BWW Review: Sondra Radvanovsky Reigns Supreme in the COC's ANNA BOLENA
The title role is one of the most challenging soprano roles in the repertoire. Lucky for the Canadian Opera Company, they have one of the world's greatest sopranos leading their cast - Ms. Sondra Radvanovsky.
Donizetti's ANNA BOLENA is based on the final days of Anne Boleyn, the second of King Henry VIII's six wives. Requiring a male heir to sustain the Tudor bloodline, Anne is under pressure to produce a son for Henry. When years pass with no luck, Henry starts looking elsewhere - specifically to Anne's gentlewoman, Jane Seymour. This is where the opera begins.
(You'll notice that moving forward I will use the Italian names provided in the opera's libretto.)
Anna Bolena (Sondra Radvanovsky) is feeling anxious at the rising tension between her and her husband, King Enrico VIII (Christian Van Horn) - relying on the comfort of her friendship with Giovanna Seymour (Keri Alkema). Unknown to Anna, Giovanna has developed a relationship with the King - and the King has fallen passionately in love with Giovanna.
Director Stephen Lawless has placed his production in a Globe Theatre-inspired set; one half of the globe on stage framing the action - the other half occupied by the audience, who become spectators to Anna's fate. The versatile set is designed by the late Benoit Dugardyn, with moving walls that are designed to expose certain characters and trap others. The dramatic Act I finale in Anna's bedroom becomes a small intimate space, contrasting directly with the vast, lonely space seen in the opera's finale as Anna slips in and out of delirium. Reinhard Traub echoes this vision in his striking lighting design, incorporating flood lights that cast intriguing silhouettes against the walls of the set - adding again to this theme of "exposing" the characters within the drama.
The COC Orchestra sounds magnificent in this piece. Conductor Corrado Rovaris leads the orchestra through some surprisingly brisk, cinematic tempos - the final bars of the big choral scenes seemed unusually quick, almost running away from the cast. This was also the case with Giovanna's section in the Act II duet. Luckily, Alkema is more than skilled enough to keep up, flying through the coloratura as she practically gripped the walls for support. Apart from these moments, the orchestra produces an extraordinary, lush sound - laying a great foundation for the singers to flourish overtop.
What makes this opera so difficult for the vocalists is the sheer flexibility required to sing it. You must have shattering high notes but also the ability to produce beautifully-crafted high pianos. You need to be able to glide through endless coloratura passages, but also support the voice through long, legato lines. It's not easy - especially for the women singing Anna and Giovanna.
The role of Giovanna, usually sung by a mezzo-soprano, is sung by the sensational American Soprano Keri Alkema. Alkema has a powerful, thunderous sound and a remarkably big range. With luminous stage presence, her Giovanna is strong. Scared? yes - but definitely not weak. Alkema's voice also complements Radvanovsky's extremely well, producing a show-stopping duet at the top of Act II.

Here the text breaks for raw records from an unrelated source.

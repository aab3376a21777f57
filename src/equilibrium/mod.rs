//! Carbon credit price equilibrium
//!
//! Finds (stock price, flow price) pairs whose conservation NPV reaches a chosen
//! percentile of the conventional-use NPV distribution.

mod solver;
mod types;

pub use solver::{find_equilibrium_prices, EquilibriumSolver};
pub use types::{
    CarbonPriceRecommendation, EquilibriumSolution, PriceCombination, PriceGrid, RecommendationRule,
    DEFAULT_FRONTIER_SAMPLES, DEFAULT_GRID_STEPS, DEFAULT_MAX_FLOW_PRICE, DEFAULT_MAX_STOCK_PRICE, MAX_GRID_STEPS,
};
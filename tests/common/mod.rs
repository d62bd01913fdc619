use std::collections::HashMap;
use std::sync::Arc;

use axum::body::Body;
use axum::http::{Request, Response, StatusCode};
use axum::Router;
use serde_json::Value;
use tower::ServiceExt;

use azure_openai_proxy::config::{InstanceConfig, ProviderType, RoutingStrategy};
use azure_openai_proxy::{AppState, Dispatcher, InstanceManager, MemoryStore};

pub struct TestProxy {
    pub app: Router,
    pub manager: Arc<InstanceManager>,
    pub dispatcher: Arc<Dispatcher>,
}

pub fn instance_config(name: &str, api_base: &str) -> InstanceConfig {
    let mut deployments = HashMap::new();
    deployments.insert("gpt-4".to_string(), format!("{name}-dep"));

    InstanceConfig {
        name: name.to_string(),
        provider_type: ProviderType::Azure,
        api_key: "sk-test".to_string(),
        api_base: api_base.to_string(),
        api_version: "2024-05-01-preview".to_string(),
        proxy_url: None,
        priority: 0,
        weight: 1,
        max_tpm: 60_000,
        max_input_tokens: 0,
        supported_models: vec!["gpt-4".to_string()],
        model_deployments: deployments,
        enabled: true,
        timeout_seconds: 30.0,
        retry_count: 0,
        rate_limit_enabled: true,
    }
}

pub fn build_proxy(instances: Vec<InstanceConfig>, strategy: RoutingStrategy) -> TestProxy {
    build_proxy_with_admin_token(instances, strategy, None)
}

pub fn build_proxy_with_admin_token(
    instances: Vec<InstanceConfig>,
    strategy: RoutingStrategy,
    admin_token: Option<&str>,
) -> TestProxy {
    let store = Arc::new(MemoryStore::new());
    let manager = Arc::new(InstanceManager::new(
        instances.clone(),
        strategy,
        store.clone(),
        store,
    ));
    let dispatcher =
        Arc::new(Dispatcher::new(manager.clone(), &instances).expect("dispatcher"));

    let mut state = AppState::new(manager.clone(), dispatcher.clone());
    if let Some(token) = admin_token {
        state = state.with_admin_token(token);
    }

    TestProxy {
        app: azure_openai_proxy::router(state),
        manager,
        dispatcher,
    }
}

pub async fn post_json(app: &Router, path: &str, body: Value) -> Response<Body> {
    let request = Request::builder()
        .method("POST")
        .uri(path)
        .header("content-type", "application/json")
        .body(Body::from(body.to_string()))
        .unwrap();
    app.clone().oneshot(request).await.unwrap()
}

pub async fn get(app: &Router, path: &str) -> Response<Body> {
    let request = Request::builder()
        .method("GET")
        .uri(path)
        .body(Body::empty())
        .unwrap();
    app.clone().oneshot(request).await.unwrap()
}

pub async fn response_json(response: Response<Body>) -> (StatusCode, Value) {
    let status = response.status();
    let bytes = axum::body::to_bytes(response.into_body(), usize::MAX)
        .await
        .unwrap();
    let value = serde_json::from_slice(&bytes).unwrap_or(Value::Null);
    (status, value)
}
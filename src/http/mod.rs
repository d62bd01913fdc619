//! Client-facing HTTP surface: proxy endpoints, liveness, admin, stats.

pub mod admin;
pub mod proxy;
pub mod stats;

use std::sync::Arc;

use axum::http::{HeaderMap, HeaderValue, StatusCode};
use axum::response::{IntoResponse, Response};
use axum::routing::{get, post, put};
use axum::{Json, Router};
use serde_json::json;

use crate::dispatch::Dispatcher;
use crate::error::ProxyError;
use crate::manager::InstanceManager;

#[derive(Clone)]
pub struct AppState {
    pub manager: Arc<InstanceManager>,
    pub dispatcher: Arc<Dispatcher>,
    pub admin_token: Option<String>,
}

impl AppState {
    pub fn new(manager: Arc<InstanceManager>, dispatcher: Arc<Dispatcher>) -> Self {
        Self {
            manager,
            dispatcher,
            admin_token: None,
        }
    }

    pub fn with_admin_token(mut self, token: impl Into<String>) -> Self {
        self.admin_token = Some(token.into());
        self
    }
}

pub fn router(state: AppState) -> Router {
    Router::new()
        .route("/health", get(health))
        .route("/v1/chat/completions", post(proxy::chat_completions))
        .route("/v1/completions", post(proxy::completions))
        .route("/v1/embeddings", post(proxy::embeddings))
        .route("/admin/health", get(admin::health))
        .route("/admin/instances", get(admin::list_instances))
        .route("/admin/instances/:name", get(admin::get_instance))
        .route("/admin/instances/:name/reset", post(admin::reset_instance))
        .route(
            "/admin/instances/:name/config",
            put(admin::update_instance_config),
        )
        .route("/admin/config", get(admin::get_config))
        .route("/stats", get(stats::overall))
        .route("/stats/", get(stats::overall))
        .route("/stats/instances", get(stats::instances))
        .route("/stats/usage", get(stats::usage))
        .with_state(state)
}

/// Liveness: always healthy while the process is serving.
async fn health() -> Json<serde_json::Value> {
    Json(json!({"status": "healthy"}))
}

/// Client-facing error envelope, with `Retry-After` when the error carries
/// a positive hint.
pub(crate) fn error_response(err: &ProxyError) -> Response {
    let status =
        StatusCode::from_u16(err.status_code).unwrap_or(StatusCode::INTERNAL_SERVER_ERROR);
    let body = json!({
        "error": {
            "message": err.message,
            "type": err.kind.as_str(),
            "code": err.status_code,
        }
    });

    let mut response = (status, Json(body)).into_response();
    let retry_after = err.retry_after();
    if retry_after > 0 {
        if let Ok(value) = HeaderValue::from_str(&retry_after.to_string()) {
            response.headers_mut().insert("Retry-After", value);
        }
    }
    response
}

/// Gate for `/admin/*`: enforced only when an admin token is configured.
pub(crate) fn require_admin(state: &AppState, headers: &HeaderMap) -> Result<(), Response> {
    let Some(expected) = state.admin_token.as_deref() else {
        return Ok(());
    };

    let provided = headers
        .get("X-Admin-Token")
        .and_then(|value| value.to_str().ok())
        .unwrap_or_default();
    if provided == expected {
        Ok(())
    } else {
        Err((
            StatusCode::UNAUTHORIZED,
            Json(json!({"error": "admin token required"})),
        )
            .into_response())
    }
}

As the opera's main villain, Van Horn plays a sultry Enrico. Completing the roster of big-voiced talent in this production, Van Horn's booming bass-baritone is authoritative on its own, but his striking height (he must be at least 6'3"), allows him to physically loom over his subjects in every interaction.
Tenor Bruce Sledge sings the role of Percy - and while his acting leaves a lot to be desired, his voice is well-suited to bel canto, projecting far into the hall as he grounds himself for each of his ringing high notes. Allyson McHardy brings exceptional vocals to Smeton, the young musician in love with the queen. Her aria near the end of the first act is exquisite - showcasing her dynamic range and ease in coloratura. Hervey, a snake-like character, slinking around the stage as the King's personal spy, is played by the young tenor Jonathan Johnson. Johnson's smooth voice is well-crafted and very pleasing to the ear.
But the star of the show, and really of the entire COC 2017/2018 season, is soprano Sondra Radvanovsky. She has been lovingly named the "queen of bel canto" and after witnessing one magical performance of ANNA BOLENA, I understand why.
Radvanovsky is a living legend, able to colour her voice with any committed emotion her character is experiencing. She feels deeply as she sings and it comes through her voice, as well as her body. You'll be shaken in your seat by the explosive power of her high notes before being brought to tears by her signature, focused pianissimos. There are truly no words to describe this magnificent performance - it is something you must see live to fully understand.
Radvanovsky's star power makes an already exceptional opera, outstanding. This is the must-see opera of the season in Toronto. Do whatever you can to get a ticket as the run will most likely sell-out - especially once people start hearing the raves about this amazing cast.
The Canadian Opera Company's ANNA BOLENA is on stage now through May 26th at the Four Seasons Centre for the Performing Arts.